Impala,Hive,SparkSQL数据清洗后对后续查询的影响比较

Impala,Hive,SparkSQL数据清洗后对后续查询的影响比较

SparkSQL和Impala执行的时间会比较快,Hive明显慢很多,但是这里比较不是执行单次查询效率,而是三种方式清洗后数据产生结果小文件对后续使用的影响。
首先准备好2000万表记录,作为外部表建好。
然后把出生日期星座划分,结果生成表格存放。三种方式存放3个不同表格。
###############################  hive 生成表 external_2000w_hive
create table external_2000w_hive as
select Birthday,
CAST(substring(Birthday,5) AS INT) as born_day,
CASE
WHEN length(Birthday) = 8 and CAST(substring(Birthday,5) AS INT) >= 120 and CAST(substring(Birthday,5) AS INT)  <= 219 THEN "水瓶座"

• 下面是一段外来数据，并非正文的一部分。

//! `snag feedback` — record resident scores for a repaired ticket, moving
//! it to the terminal `reviewed` state.

use std::io::Write as _;
use std::path::Path;

use clap::Args;
use serde::Serialize;
use snag_core::lifecycle;
use snag_core::model::FeedbackScores;

use crate::output::{OutputMode, fail, render};
use crate::workspace::Workspace;

#[derive(Args, Debug)]
pub struct FeedbackArgs {
    /// Ticket id being reviewed.
    pub ticket: i64,

    /// Response speed score, 1-5.
    #[arg(long = "response-speed")]
    pub response_speed: u8,

    /// Service attitude score, 1-5.
    #[arg(long = "service-attitude")]
    pub service_attitude: u8,

    /// Overall satisfaction score, 1-5.
    #[arg(long)]
    pub satisfaction: u8,
}

#[derive(Debug, Serialize)]
struct FeedbackOutput {
    ticket: i64,
    feedback: i64,
    satisfaction: u8,
}

pub fn run_feedback(
    args: &FeedbackArgs,
    output: OutputMode,
    project_root: &Path,
) -> anyhow::Result<()> {
    let workspace = Workspace::discover(project_root)?;
    let mut store = workspace.open_store()?;

    let feedback = lifecycle::leave_feedback(
        &mut store,
        args.ticket,
        FeedbackScores {
            response_speed: args.response_speed,
            service_attitude: args.service_attitude,
            satisfaction: args.satisfaction,
        },
    )
    .map_err(|e| fail(output, &e))?;

    let result = FeedbackOutput {
        ticket: args.ticket,
        feedback: feedback.id,
        satisfaction: feedback.satisfaction,
    };
    render(output, &result, |v, w| {
        writeln!(w, "feedback recorded for ticket {}; ticket reviewed", v.ticket)
    })
}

WHEN length(Birthday) = 8 and CAST(substring(Birthday,5) AS INT) >= 220 and CAST(substring(Birthday,5) AS INT)  <= 320 THEN "双鱼座"
WHEN length(Birthday) = 8 and CAST(substring(Birthday,5) AS INT) >= 321 and CAST(substring(Birthday,5) AS INT)  <= 420 THEN "白羊座"

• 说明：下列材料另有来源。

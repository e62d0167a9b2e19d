//! Ticket lifecycle operations.
//!
//! Each operation runs as one store transaction: the status read, the
//! conditional status write, and any side-row writes commit together or not
//! at all. The conditional update doubles as the compare-and-swap that
//! serializes racing callers — whoever loses sees `InvalidState`, never a
//! silent double transition.

use chrono::Utc;
use tracing::{debug, info};

use crate::error::{Entity, Error, Result};
use crate::model::{
    Feedback, FeedbackScores, NewTicket, RepairOutcome, RepairRecord, RepairReport, Status, Ticket,
};
use crate::store::{Store, StoreTx};

fn require_ticket(tx: &dyn StoreTx, id: i64) -> Result<Ticket> {
    tx.get_ticket(id)?.ok_or(Error::NotFound {
        entity: Entity::Ticket,
        id,
    })
}

/// Check the lifecycle table for `ticket.status -> target`.
fn require_transition(ticket: &Ticket, target: Status, operation: &'static str) -> Result<()> {
    ticket
        .status
        .can_transition_to(target)
        .map_err(|_| Error::InvalidState {
            ticket: ticket.id,
            status: ticket.status,
            operation,
        })
}

/// Create a ticket from a resident submission.
///
/// The ticket starts in `Submitted` with no dispatcher bound.
///
/// # Errors
///
/// Returns `NotFound` if the resident or fault type does not exist, and
/// `Validation` if the description is blank.
pub fn submit<S: Store>(store: &mut S, new: &NewTicket) -> Result<Ticket> {
    if new.description.trim().is_empty() {
        return Err(Error::Validation("ticket description is empty".to_string()));
    }

    let ticket = store.transaction(|tx| {
        if tx.get_resident(new.resident)?.is_none() {
            return Err(Error::NotFound {
                entity: Entity::Resident,
                id: new.resident,
            });
        }
        if tx.get_fault_type(new.fault_type)?.is_none() {
            return Err(Error::NotFound {
                entity: Entity::FaultType,
                id: new.fault_type,
            });
        }
        tx.create_ticket(new, Utc::now())
    })?;

    info!(
        ticket = ticket.id,
        fault_type = ticket.fault_type,
        channel = %ticket.channel,
        "ticket submitted"
    );
    Ok(ticket)
}

/// Dispatcher intake: move a `Submitted` ticket to `Logged` and bind the
/// dispatcher, as one conditional write.
///
/// # Errors
///
/// Returns `NotFound` if the ticket or dispatcher is unknown, and
/// `InvalidState` (with no mutation) if the ticket is not `Submitted` —
/// including when a racing intake got there first.
pub fn log_intake<S: Store>(store: &mut S, ticket_id: i64, dispatcher_id: i64) -> Result<Ticket> {
    let ticket = store.transaction(|tx| {
        let ticket = require_ticket(tx, ticket_id)?;
        if tx.get_dispatcher(dispatcher_id)?.is_none() {
            return Err(Error::NotFound {
                entity: Entity::Dispatcher,
                id: dispatcher_id,
            });
        }
        require_transition(&ticket, Status::Logged, "intake")?;

        if !tx.update_ticket_status(
            ticket_id,
            ticket.status,
            Status::Logged,
            Some(dispatcher_id),
        )? {
            // Lost the race between the read above and this write.
            return Err(Error::InvalidState {
                ticket: ticket_id,
                status: ticket.status,
                operation: "intake",
            });
        }
        require_ticket(tx, ticket_id)
    })?;

    info!(ticket = ticket_id, dispatcher = dispatcher_id, "ticket logged");
    Ok(ticket)
}

/// Close out a repair visit on an `Assigned` ticket.
///
/// In one transaction: files the repair record against the active binding,
/// closes the binding, releases the worker, and moves the ticket forward —
/// to `Repaired` when the outcome is `Completed`, back to `Logged`
/// otherwise so the dispatcher can assign again.
///
/// # Errors
///
/// Returns `NotFound` for an unknown ticket, `InvalidState` when the ticket
/// is not `Assigned`, and `Store` if the ledger is missing the active
/// binding an `Assigned` ticket must have.
pub fn complete_repair<S: Store>(
    store: &mut S,
    ticket_id: i64,
    report: &RepairReport,
) -> Result<RepairRecord> {
    if report.ended_at < report.started_at {
        return Err(Error::Validation(
            "repair ended before it started".to_string(),
        ));
    }

    let next = match report.outcome {
        RepairOutcome::Completed => Status::Repaired,
        RepairOutcome::CannotRepair | RepairOutcome::FollowUpNeeded => Status::Logged,
    };

    let record = store.transaction(|tx| {
        let ticket = require_ticket(tx, ticket_id)?;
        require_transition(&ticket, next, "complete repair")?;

        let binding = tx.active_binding_for(ticket_id)?.ok_or_else(|| {
            Error::Store(format!("assigned ticket {ticket_id} has no active binding"))
        })?;

        let record = tx.create_record(binding.id, report)?;
        if !tx.close_binding(binding.id)? {
            return Err(Error::Store(format!("binding {} already closed", binding.id)));
        }
        if !tx.set_worker_availability(binding.worker, true)? {
            return Err(Error::NotFound {
                entity: Entity::Worker,
                id: binding.worker,
            });
        }
        if !tx.update_ticket_status(ticket_id, ticket.status, next, None)? {
            return Err(Error::InvalidState {
                ticket: ticket_id,
                status: ticket.status,
                operation: "complete repair",
            });
        }
        Ok(record)
    })?;

    info!(
        ticket = ticket_id,
        outcome = %report.outcome,
        next_status = %next,
        "repair visit closed"
    );
    Ok(record)
}

/// Record resident feedback on a `Repaired` ticket and move it to
/// `Reviewed`, the terminal state.
///
/// # Errors
///
/// Returns `Validation` for scores outside 1..=5, `NotFound` for an unknown
/// ticket, and `InvalidState` when the ticket is not `Repaired`.
pub fn leave_feedback<S: Store>(
    store: &mut S,
    ticket_id: i64,
    scores: FeedbackScores,
) -> Result<Feedback> {
    for (name, value) in [
        ("response_speed", scores.response_speed),
        ("service_attitude", scores.service_attitude),
        ("satisfaction", scores.satisfaction),
    ] {
        if !(1..=5).contains(&value) {
            return Err(Error::Validation(format!(
                "{name} score {value} outside 1..=5"
            )));
        }
    }

    let feedback = store.transaction(|tx| {
        let ticket = require_ticket(tx, ticket_id)?;
        require_transition(&ticket, Status::Reviewed, "review")?;

        let feedback = tx.create_feedback(ticket_id, scores)?;
        if !tx.update_ticket_status(ticket_id, ticket.status, Status::Reviewed, None)? {
            return Err(Error::InvalidState {
                ticket: ticket_id,
                status: ticket.status,
                operation: "review",
            });
        }
        Ok(feedback)
    })?;

    debug!(ticket = ticket_id, satisfaction = scores.satisfaction, "feedback recorded");
    Ok(feedback)
}

#[cfg(test)]
mod tests {
    use chrono::Utc;

    use super::{complete_repair, leave_feedback, log_intake, submit};
    use crate::error::{Entity, Error};
    use crate::model::{
        Channel, FeedbackScores, NewTicket, RepairOutcome, RepairReport, Status,
    };
    use crate::store::{MemoryStore, Store};

    fn seeded_store() -> MemoryStore {
        let mut store = MemoryStore::new();
        store
            .transaction(|tx| {
                tx.create_resident("resident", "4-702")?;
                tx.create_dispatcher("dispatcher")?;
                tx.create_fault_type("plumbing")?;
                Ok(())
            })
            .expect("seed");
        store
    }

    fn new_ticket() -> NewTicket {
        NewTicket {
            fault_type: 1,
            description: "kitchen drain blocked".to_string(),
            channel: Channel::Phone,
            resident: 1,
        }
    }

    #[test]
    fn submit_starts_lifecycle_unbound() {
        let mut store = seeded_store();
        let ticket = submit(&mut store, &new_ticket()).expect("submit");
        assert_eq!(ticket.status, Status::Submitted);
        assert_eq!(ticket.dispatcher, None);
    }

    #[test]
    fn submit_rejects_unknown_references() {
        let mut store = seeded_store();
        let mut bad_resident = new_ticket();
        bad_resident.resident = 99;
        assert!(matches!(
            submit(&mut store, &bad_resident),
            Err(Error::NotFound {
                entity: Entity::Resident,
                id: 99
            })
        ));

        let mut bad_fault = new_ticket();
        bad_fault.fault_type = 42;
        assert!(matches!(
            submit(&mut store, &bad_fault),
            Err(Error::NotFound {
                entity: Entity::FaultType,
                id: 42
            })
        ));
    }

    #[test]
    fn intake_binds_dispatcher_and_logs() {
        let mut store = seeded_store();
        let ticket = submit(&mut store, &new_ticket()).expect("submit");
        let logged = log_intake(&mut store, ticket.id, 1).expect("intake");
        assert_eq!(logged.status, Status::Logged);
        assert_eq!(logged.dispatcher, Some(1));
    }

    #[test]
    fn intake_twice_is_invalid_state_with_no_mutation() {
        let mut store = seeded_store();
        let ticket = submit(&mut store, &new_ticket()).expect("submit");
        log_intake(&mut store, ticket.id, 1).expect("first intake");

        let second = log_intake(&mut store, ticket.id, 1);
        assert!(matches!(
            second,
            Err(Error::InvalidState {
                status: Status::Logged,
                ..
            })
        ));

        store
            .transaction(|tx| {
                let unchanged = tx.get_ticket(ticket.id)?.expect("ticket");
                assert_eq!(unchanged.status, Status::Logged);
                assert_eq!(unchanged.dispatcher, Some(1));
                Ok(())
            })
            .expect("read");
    }

    #[test]
    fn operations_enforce_the_transition_table() {
        let mut store = seeded_store();
        let ticket = submit(&mut store, &new_ticket()).expect("submit");

        // A freshly submitted ticket admits intake only. Repair completion
        // and feedback both sit further down the lifecycle and must refuse.
        let now = Utc::now();
        let report = RepairReport {
            outcome: RepairOutcome::Completed,
            started_at: now,
            ended_at: now,
            procedure: "rodded the drain".to_string(),
        };
        assert!(matches!(
            complete_repair(&mut store, ticket.id, &report),
            Err(Error::InvalidState {
                status: Status::Submitted,
                ..
            })
        ));

        let scores = FeedbackScores {
            response_speed: 5,
            service_attitude: 5,
            satisfaction: 5,
        };
        assert!(matches!(
            leave_feedback(&mut store, ticket.id, scores),
            Err(Error::InvalidState {
                status: Status::Submitted,
                ..
            })
        ));
    }

    #[test]
    fn intake_checks_both_ids() {
        let mut store = seeded_store();
        let ticket = submit(&mut store, &new_ticket()).expect("submit");

        assert!(matches!(
            log_intake(&mut store, 999, 1),
            Err(Error::NotFound {
                entity: Entity::Ticket,
                ..
            })
        ));
        assert!(matches!(
            log_intake(&mut store, ticket.id, 999),
            Err(Error::NotFound {
                entity: Entity::Dispatcher,
                ..
            })
        ));
    }
}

WHEN length(Birthday) = 8 and CAST(substring(Birthday,5) AS INT) >= 421 and CAST(substring(Birthday,5) AS INT)  <= 521 THEN "金牛座"
WHEN length(Birthday) = 8 and CAST(substring(Birthday,5) AS INT) >= 522 and CAST(substring(Birthday,5) AS INT) <= 621 THEN "双子座"
WHEN length(Birthday) = 8 and CAST(substring(Birthday,5) AS INT) >= 622 and CAST(substring(Birthday,5) AS INT) <= 722 THEN "巨蟹座"
WHEN length(Birthday) = 8 and CAST(substring(Birthday,5) AS INT) >= 723 and CAST(substring(Birthday,5) AS INT) <= 823 THEN "狮子座"
WHEN length(Birthday) = 8 and CAST(substring(Birthday,5) AS INT) >= 824 and CAST(substring(Birthday,5) AS INT) <= 923 THEN "处女座"
WHEN length(Birthday) = 8 and CAST(substring(Birthday,5) AS INT) >= 924 and CAST(substring(Birthday,5) AS INT) <= 1023 THEN "天秤座"
WHEN length(Birthday) = 8 and CAST(substring(Birthday,5) AS INT) >= 1024 and CAST(substring(Birthday,5) AS INT)  <= 1122 THEN "天蝎座"
WHEN length(Birthday) = 8 and CAST(substring(Birthday,5) AS INT) >= 1123 and CAST(substring(Birthday,5) AS INT) <= 1222 THEN "射手座"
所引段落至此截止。